THE DATA: Begin
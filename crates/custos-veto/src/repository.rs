//! Veto session persistence
//!
//! Updates are compare-and-set on the expected status so a stale writer can
//! never overwrite a resolved session.

use crate::audit::DecisionAudit;
use crate::error::{Result, VetoError};
use crate::session::{VetoSession, VetoStatus};
use async_trait::async_trait;
use custos_core::SessionId;
use dashmap::DashMap;
use parking_lot::Mutex;

/// Storage for sessions and their audit trail
#[async_trait]
pub trait VetoRepository: Send + Sync {
    /// Insert a new session
    async fn insert_session(&self, session: &VetoSession) -> Result<()>;

    /// Fetch a session
    async fn get_session(&self, id: SessionId) -> Result<Option<VetoSession>>;

    /// Replace a session if its stored status is still `expected`
    ///
    /// Fails with `VetoError::Conflict` otherwise.
    async fn update_session(&self, session: &VetoSession, expected: VetoStatus) -> Result<()>;

    /// Sessions in `status`, oldest first
    async fn list_by_status(&self, status: VetoStatus) -> Result<Vec<VetoSession>>;

    /// Append an audit row
    async fn append_audit(&self, entry: &DecisionAudit) -> Result<()>;

    /// Audit rows for a session, oldest first
    async fn audit_for(&self, id: SessionId) -> Result<Vec<DecisionAudit>>;
}

/// Process-local repository
#[derive(Debug, Default)]
pub struct InMemoryVetoRepository {
    sessions: DashMap<SessionId, VetoSession>,
    audit: Mutex<Vec<DecisionAudit>>,
}

impl InMemoryVetoRepository {
    /// Create new empty repository
    #[must_use]
    pub fn new() -> Self {
        Self::default()
    }
}

#[async_trait]
impl VetoRepository for InMemoryVetoRepository {
    async fn insert_session(&self, session: &VetoSession) -> Result<()> {
        if self.sessions.contains_key(&session.id) {
            return Err(VetoError::Repository(format!(
                "session {} already exists",
                session.id
            )));
        }
        self.sessions.insert(session.id, session.clone());
        Ok(())
    }

    async fn get_session(&self, id: SessionId) -> Result<Option<VetoSession>> {
        Ok(self.sessions.get(&id).map(|entry| entry.value().clone()))
    }

    async fn update_session(&self, session: &VetoSession, expected: VetoStatus) -> Result<()> {
        let mut entry = self
            .sessions
            .get_mut(&session.id)
            .ok_or(VetoError::SessionNotFound(session.id))?;
        if entry.status != expected {
            return Err(VetoError::Conflict {
                id: session.id,
                expected,
                actual: entry.status,
            });
        }
        *entry = session.clone();
        Ok(())
    }

    async fn list_by_status(&self, status: VetoStatus) -> Result<Vec<VetoSession>> {
        let mut sessions: Vec<VetoSession> = self
            .sessions
            .iter()
            .filter(|entry| entry.status == status)
            .map(|entry| entry.value().clone())
            .collect();
        sessions.sort_by_key(|s| s.opened_at);
        Ok(sessions)
    }

    async fn append_audit(&self, entry: &DecisionAudit) -> Result<()> {
        self.audit.lock().push(entry.clone());
        Ok(())
    }

    async fn audit_for(&self, id: SessionId) -> Result<Vec<DecisionAudit>> {
        Ok(self
            .audit
            .lock()
            .iter()
            .filter(|row| row.session_id == id)
            .cloned()
            .collect())
    }
}

#[cfg(test)]
mod tests {
    use super::*;
    use crate::session::OpenParams;
    use chrono::Utc;
    use custos_core::{AgentKind, Money, OperationKind};
    use std::time::Duration;

    fn session() -> VetoSession {
        VetoSession::open(
            OpenParams::new(AgentKind::Paolo, OperationKind::CarrierFailover, Money::from_euros(100)),
            Duration::from_secs(60),
            Utc::now(),
        )
        .unwrap()
    }

    #[tokio::test]
    async fn compare_and_set_rejects_stale_status() {
        let repo = InMemoryVetoRepository::new();
        let mut s = session();
        repo.insert_session(&s).await.unwrap();

        s.status = VetoStatus::Expired;
        repo.update_session(&s, VetoStatus::Reserved).await.unwrap();

        s.status = VetoStatus::Vetoed;
        let err = repo.update_session(&s, VetoStatus::Reserved).await.unwrap_err();
        assert!(matches!(
            err,
            VetoError::Conflict { actual: VetoStatus::Expired, .. }
        ));
    }

    #[tokio::test]
    async fn duplicate_insert_fails() {
        let repo = InMemoryVetoRepository::new();
        let s = session();
        repo.insert_session(&s).await.unwrap();
        assert!(repo.insert_session(&s).await.is_err());
    }

    #[tokio::test]
    async fn lists_by_status() {
        let repo = InMemoryVetoRepository::new();
        let a = session();
        let mut b = session();
        b.status = VetoStatus::Cancelled;
        repo.insert_session(&a).await.unwrap();
        repo.insert_session(&b).await.unwrap();
        let reserved = repo.list_by_status(VetoStatus::Reserved).await.unwrap();
        assert_eq!(reserved.len(), 1);
        assert_eq!(reserved[0].id, a.id);
    }
}
//! Custos Swarm
//!
//! Process-level wiring around the agents:
//! - [`SwarmOrchestrator`]: consumes swarm events, tracks repeated failures
//!   and suspected fraud per counterparty, blacklists on threshold
//! - [`CostMeter`]: batches cost events into a [`CostSink`]
//! - [`CustosConfig`]: the whole process configuration
//! - [`Services`]: builds every service from config and collaborator ports
//! - [`sim`]: simulated collaborators behind `custos simulate`

#![warn(unreachable_pub)]
#![allow(missing_docs)]

pub mod bootstrap;
pub mod config;
pub mod cost;
pub mod error;
pub mod orchestrator;
pub mod patterns;
pub mod sim;

pub use bootstrap::{Ports, Services};
pub use config::{BreakersConfig, CustosConfig};
pub use cost::{CostConfig, CostMeter, CostSink, LoggingCostSink};
pub use error::{Result, SwarmError};
pub use orchestrator::{BlacklistReport, SwarmConfig, SwarmHandle, SwarmOrchestrator, SwarmStats};
pub use patterns::{Pattern, PatternTracker};

/// Prelude module for common imports
pub mod prelude {
    //! Common imports for working with Custos Swarm
    pub use crate::{
        CostMeter, CustosConfig, Ports, Services, SwarmConfig, SwarmError, SwarmOrchestrator,
    };
}

/// Version of this crate
pub const VERSION: &str = env!("CARGO_PKG_VERSION");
THE DATA: End
All lines of the entries containing the string "oldest" must be shown in full.

    /// Sessions in `status`, oldest first
    /// Audit rows for a session, oldest first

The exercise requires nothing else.